WORK TO COMPLETE
Take every line from the data that has the word "StagedOp" in it.

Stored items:

◇ ◇ ◇

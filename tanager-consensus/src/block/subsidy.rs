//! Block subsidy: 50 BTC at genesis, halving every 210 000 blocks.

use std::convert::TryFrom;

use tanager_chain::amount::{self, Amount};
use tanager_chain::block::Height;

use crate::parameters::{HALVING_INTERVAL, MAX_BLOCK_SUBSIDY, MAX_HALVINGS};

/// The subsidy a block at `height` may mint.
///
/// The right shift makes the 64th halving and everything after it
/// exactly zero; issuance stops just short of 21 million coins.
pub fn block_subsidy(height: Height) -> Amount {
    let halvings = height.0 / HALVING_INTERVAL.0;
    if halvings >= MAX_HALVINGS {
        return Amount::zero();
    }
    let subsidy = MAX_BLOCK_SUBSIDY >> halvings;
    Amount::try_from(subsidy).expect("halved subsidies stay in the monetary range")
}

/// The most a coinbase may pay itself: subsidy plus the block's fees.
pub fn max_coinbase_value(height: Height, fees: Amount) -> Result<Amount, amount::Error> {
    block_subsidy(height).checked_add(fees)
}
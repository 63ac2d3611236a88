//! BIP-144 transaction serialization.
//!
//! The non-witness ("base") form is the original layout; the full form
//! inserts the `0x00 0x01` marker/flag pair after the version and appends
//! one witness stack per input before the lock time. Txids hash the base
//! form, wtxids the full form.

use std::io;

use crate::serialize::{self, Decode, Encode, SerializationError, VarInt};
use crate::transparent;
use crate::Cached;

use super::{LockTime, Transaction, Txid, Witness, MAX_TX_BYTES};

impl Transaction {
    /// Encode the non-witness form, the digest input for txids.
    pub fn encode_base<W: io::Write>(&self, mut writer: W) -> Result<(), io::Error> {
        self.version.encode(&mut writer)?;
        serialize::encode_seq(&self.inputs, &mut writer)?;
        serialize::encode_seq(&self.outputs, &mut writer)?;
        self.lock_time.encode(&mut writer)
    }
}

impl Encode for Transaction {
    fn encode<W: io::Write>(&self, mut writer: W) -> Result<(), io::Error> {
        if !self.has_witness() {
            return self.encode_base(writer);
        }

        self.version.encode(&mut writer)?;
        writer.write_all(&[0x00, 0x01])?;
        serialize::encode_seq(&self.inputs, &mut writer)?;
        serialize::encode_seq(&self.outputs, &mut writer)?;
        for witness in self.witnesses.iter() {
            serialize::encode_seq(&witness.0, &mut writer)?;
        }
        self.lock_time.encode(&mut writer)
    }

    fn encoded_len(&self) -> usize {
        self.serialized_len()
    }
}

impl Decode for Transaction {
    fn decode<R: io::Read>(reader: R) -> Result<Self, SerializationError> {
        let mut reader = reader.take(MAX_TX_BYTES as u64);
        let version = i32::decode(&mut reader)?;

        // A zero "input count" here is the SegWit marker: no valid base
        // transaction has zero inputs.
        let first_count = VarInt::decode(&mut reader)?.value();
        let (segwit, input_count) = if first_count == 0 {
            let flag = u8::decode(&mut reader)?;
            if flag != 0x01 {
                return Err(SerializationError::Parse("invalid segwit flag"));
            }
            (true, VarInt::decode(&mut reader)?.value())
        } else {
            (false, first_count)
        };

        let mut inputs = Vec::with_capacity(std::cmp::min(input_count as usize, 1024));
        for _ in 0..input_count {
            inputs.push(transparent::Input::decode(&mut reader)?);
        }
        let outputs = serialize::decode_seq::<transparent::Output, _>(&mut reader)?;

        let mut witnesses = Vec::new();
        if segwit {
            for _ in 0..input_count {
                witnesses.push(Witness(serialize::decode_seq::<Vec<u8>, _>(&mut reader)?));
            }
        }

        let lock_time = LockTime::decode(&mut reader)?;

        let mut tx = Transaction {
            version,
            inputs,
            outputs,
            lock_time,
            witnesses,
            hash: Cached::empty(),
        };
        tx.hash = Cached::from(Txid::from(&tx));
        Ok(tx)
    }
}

◇ ◇ ◇

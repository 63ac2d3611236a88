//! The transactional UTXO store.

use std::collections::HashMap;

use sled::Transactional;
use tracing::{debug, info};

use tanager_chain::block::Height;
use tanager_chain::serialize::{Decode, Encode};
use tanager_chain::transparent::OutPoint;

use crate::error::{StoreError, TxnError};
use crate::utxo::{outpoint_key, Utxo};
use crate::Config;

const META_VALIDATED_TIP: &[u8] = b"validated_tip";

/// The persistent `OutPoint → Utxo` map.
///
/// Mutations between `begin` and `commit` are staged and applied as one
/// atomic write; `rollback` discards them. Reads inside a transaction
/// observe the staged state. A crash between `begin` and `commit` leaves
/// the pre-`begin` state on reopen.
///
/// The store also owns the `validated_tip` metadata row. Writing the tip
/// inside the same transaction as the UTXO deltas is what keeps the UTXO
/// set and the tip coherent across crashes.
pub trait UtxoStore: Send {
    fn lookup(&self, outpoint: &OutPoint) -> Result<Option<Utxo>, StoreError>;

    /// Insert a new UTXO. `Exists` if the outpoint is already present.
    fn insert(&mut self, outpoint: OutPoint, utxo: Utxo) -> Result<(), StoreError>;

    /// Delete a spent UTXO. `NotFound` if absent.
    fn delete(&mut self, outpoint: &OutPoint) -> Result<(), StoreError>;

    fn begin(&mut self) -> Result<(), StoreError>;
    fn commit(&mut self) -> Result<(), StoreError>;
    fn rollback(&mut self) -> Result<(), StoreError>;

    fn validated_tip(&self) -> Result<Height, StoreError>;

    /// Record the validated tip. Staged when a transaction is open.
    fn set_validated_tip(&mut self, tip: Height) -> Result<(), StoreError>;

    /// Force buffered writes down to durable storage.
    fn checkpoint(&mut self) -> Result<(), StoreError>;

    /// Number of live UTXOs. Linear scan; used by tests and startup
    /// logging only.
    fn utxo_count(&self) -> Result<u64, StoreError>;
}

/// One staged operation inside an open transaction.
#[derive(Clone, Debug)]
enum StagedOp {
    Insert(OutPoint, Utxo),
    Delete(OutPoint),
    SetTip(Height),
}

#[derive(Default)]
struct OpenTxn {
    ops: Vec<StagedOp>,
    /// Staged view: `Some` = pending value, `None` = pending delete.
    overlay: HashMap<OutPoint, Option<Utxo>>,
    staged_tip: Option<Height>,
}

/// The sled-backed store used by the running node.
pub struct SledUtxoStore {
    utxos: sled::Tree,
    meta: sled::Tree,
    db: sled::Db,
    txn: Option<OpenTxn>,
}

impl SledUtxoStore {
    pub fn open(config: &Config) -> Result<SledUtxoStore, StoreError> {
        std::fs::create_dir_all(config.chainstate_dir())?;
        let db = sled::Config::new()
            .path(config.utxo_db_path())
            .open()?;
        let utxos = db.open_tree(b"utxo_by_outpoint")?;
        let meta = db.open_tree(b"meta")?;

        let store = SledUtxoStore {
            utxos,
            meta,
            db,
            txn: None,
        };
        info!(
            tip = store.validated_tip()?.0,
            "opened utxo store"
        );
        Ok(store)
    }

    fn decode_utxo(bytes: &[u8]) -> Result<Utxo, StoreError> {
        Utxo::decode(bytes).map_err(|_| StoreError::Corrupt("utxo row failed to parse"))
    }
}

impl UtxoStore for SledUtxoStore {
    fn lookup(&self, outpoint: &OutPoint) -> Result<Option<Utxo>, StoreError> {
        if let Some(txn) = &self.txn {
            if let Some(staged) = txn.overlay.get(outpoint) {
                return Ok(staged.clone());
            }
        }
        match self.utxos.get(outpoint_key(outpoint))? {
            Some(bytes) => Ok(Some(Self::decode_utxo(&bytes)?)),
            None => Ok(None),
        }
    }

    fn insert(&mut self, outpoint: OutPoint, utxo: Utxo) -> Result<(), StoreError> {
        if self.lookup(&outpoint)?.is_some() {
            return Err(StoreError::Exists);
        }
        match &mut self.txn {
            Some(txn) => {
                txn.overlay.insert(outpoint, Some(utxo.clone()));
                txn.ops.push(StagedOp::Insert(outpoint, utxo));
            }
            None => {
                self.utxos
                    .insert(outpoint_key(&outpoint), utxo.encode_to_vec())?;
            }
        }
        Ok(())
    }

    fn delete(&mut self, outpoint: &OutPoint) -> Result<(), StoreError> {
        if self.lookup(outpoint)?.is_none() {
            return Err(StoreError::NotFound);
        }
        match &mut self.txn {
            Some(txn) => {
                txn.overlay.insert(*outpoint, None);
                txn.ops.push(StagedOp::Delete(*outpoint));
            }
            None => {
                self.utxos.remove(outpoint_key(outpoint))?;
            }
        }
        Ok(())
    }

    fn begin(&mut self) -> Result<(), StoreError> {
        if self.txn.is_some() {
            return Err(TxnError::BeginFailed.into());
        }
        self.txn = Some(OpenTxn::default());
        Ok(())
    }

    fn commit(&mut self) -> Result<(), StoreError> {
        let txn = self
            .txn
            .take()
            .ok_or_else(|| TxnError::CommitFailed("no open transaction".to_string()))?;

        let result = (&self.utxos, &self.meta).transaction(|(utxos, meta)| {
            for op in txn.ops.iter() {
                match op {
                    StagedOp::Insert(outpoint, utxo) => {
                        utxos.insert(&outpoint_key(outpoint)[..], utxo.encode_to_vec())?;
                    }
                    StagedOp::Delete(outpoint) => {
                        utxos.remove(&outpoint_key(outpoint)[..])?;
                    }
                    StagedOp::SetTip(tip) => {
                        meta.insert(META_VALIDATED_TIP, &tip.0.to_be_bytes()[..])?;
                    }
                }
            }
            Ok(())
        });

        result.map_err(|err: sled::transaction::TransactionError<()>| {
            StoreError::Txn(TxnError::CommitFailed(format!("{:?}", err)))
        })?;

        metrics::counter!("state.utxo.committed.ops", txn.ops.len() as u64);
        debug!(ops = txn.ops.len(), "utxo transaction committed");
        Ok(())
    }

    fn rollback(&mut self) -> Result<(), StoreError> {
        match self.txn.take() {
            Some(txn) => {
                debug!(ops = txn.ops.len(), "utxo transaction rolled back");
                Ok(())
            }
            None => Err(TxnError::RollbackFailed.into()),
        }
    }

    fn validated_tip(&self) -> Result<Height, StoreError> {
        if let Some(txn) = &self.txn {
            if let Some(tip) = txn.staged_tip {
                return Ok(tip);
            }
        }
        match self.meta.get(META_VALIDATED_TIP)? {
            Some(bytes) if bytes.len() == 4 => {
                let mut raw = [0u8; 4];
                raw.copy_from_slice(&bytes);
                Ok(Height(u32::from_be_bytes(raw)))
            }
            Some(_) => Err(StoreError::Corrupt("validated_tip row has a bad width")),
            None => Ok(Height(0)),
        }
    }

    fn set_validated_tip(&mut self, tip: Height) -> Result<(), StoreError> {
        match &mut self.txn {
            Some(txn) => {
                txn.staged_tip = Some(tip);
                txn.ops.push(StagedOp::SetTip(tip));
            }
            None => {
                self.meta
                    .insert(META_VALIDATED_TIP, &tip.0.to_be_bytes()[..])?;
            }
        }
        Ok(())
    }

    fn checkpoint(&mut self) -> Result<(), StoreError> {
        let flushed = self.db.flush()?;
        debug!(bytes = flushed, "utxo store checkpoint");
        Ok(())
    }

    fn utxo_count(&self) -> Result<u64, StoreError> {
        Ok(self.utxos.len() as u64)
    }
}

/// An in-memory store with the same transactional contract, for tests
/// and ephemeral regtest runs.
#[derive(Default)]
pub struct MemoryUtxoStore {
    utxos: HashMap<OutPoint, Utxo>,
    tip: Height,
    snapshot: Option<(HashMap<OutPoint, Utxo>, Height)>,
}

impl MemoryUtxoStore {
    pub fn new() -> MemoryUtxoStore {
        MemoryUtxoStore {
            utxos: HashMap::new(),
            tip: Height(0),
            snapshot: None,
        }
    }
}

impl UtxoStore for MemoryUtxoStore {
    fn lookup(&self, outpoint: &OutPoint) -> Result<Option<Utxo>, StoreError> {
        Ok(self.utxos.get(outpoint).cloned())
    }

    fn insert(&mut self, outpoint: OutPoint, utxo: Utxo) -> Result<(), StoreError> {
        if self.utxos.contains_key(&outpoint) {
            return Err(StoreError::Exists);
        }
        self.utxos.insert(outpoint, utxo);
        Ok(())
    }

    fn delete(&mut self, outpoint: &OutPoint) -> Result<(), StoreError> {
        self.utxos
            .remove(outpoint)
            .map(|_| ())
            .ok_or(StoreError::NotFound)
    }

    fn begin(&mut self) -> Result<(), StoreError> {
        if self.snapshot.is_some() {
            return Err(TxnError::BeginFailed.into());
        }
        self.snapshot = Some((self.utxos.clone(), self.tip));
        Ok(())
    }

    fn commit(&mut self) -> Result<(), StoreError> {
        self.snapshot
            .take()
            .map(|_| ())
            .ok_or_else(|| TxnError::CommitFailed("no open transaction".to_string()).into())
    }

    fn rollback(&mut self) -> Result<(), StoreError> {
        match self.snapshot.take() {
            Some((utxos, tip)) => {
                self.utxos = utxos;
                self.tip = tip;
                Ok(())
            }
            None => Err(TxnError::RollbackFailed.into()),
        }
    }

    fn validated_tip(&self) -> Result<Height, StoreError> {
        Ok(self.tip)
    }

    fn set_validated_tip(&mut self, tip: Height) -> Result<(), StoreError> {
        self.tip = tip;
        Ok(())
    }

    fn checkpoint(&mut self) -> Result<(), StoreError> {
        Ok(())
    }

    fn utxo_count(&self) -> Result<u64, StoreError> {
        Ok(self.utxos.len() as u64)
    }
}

◇ ◇ ◇

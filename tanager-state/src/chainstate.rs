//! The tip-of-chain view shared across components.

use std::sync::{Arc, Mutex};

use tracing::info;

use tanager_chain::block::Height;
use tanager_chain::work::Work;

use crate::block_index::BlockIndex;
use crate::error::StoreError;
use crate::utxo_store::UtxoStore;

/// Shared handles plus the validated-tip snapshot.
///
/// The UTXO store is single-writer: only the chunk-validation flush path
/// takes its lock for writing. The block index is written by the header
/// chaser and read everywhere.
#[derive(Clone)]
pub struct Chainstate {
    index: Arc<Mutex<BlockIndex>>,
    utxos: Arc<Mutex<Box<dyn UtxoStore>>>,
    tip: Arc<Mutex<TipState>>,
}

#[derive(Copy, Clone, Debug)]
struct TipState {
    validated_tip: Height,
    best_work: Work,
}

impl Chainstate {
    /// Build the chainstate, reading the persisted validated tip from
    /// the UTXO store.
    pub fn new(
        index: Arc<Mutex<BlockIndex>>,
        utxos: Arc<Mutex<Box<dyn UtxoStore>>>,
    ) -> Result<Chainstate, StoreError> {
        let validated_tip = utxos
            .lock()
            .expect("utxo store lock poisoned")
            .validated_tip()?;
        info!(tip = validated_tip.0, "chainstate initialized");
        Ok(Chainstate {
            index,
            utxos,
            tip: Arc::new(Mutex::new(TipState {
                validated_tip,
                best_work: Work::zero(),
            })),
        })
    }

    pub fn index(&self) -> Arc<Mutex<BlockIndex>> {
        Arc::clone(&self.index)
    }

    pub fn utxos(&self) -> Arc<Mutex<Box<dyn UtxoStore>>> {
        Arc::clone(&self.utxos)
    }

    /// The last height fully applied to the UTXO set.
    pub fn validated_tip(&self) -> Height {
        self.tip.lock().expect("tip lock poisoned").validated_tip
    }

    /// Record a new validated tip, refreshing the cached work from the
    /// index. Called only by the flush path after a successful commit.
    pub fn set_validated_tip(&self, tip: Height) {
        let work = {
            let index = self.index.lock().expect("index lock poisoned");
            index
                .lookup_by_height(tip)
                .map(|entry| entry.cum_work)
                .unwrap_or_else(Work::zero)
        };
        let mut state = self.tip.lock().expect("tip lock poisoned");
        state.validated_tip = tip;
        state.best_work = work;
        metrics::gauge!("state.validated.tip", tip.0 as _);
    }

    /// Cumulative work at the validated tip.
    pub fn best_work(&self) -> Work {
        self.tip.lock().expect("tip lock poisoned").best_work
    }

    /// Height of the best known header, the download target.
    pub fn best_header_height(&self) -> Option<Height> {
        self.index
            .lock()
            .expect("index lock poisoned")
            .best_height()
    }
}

◇ ◇ ◇

WRITTEN RESPONSE
enum StagedOp {
    ops: Vec<StagedOp>,
                txn.ops.push(StagedOp::Insert(outpoint, utxo));
                txn.ops.push(StagedOp::Delete(*outpoint));
                    StagedOp::Insert(outpoint, utxo) => {
                    StagedOp::Delete(outpoint) => {
                    StagedOp::SetTip(tip) => {
                txn.ops.push(StagedOp::SetTip(tip));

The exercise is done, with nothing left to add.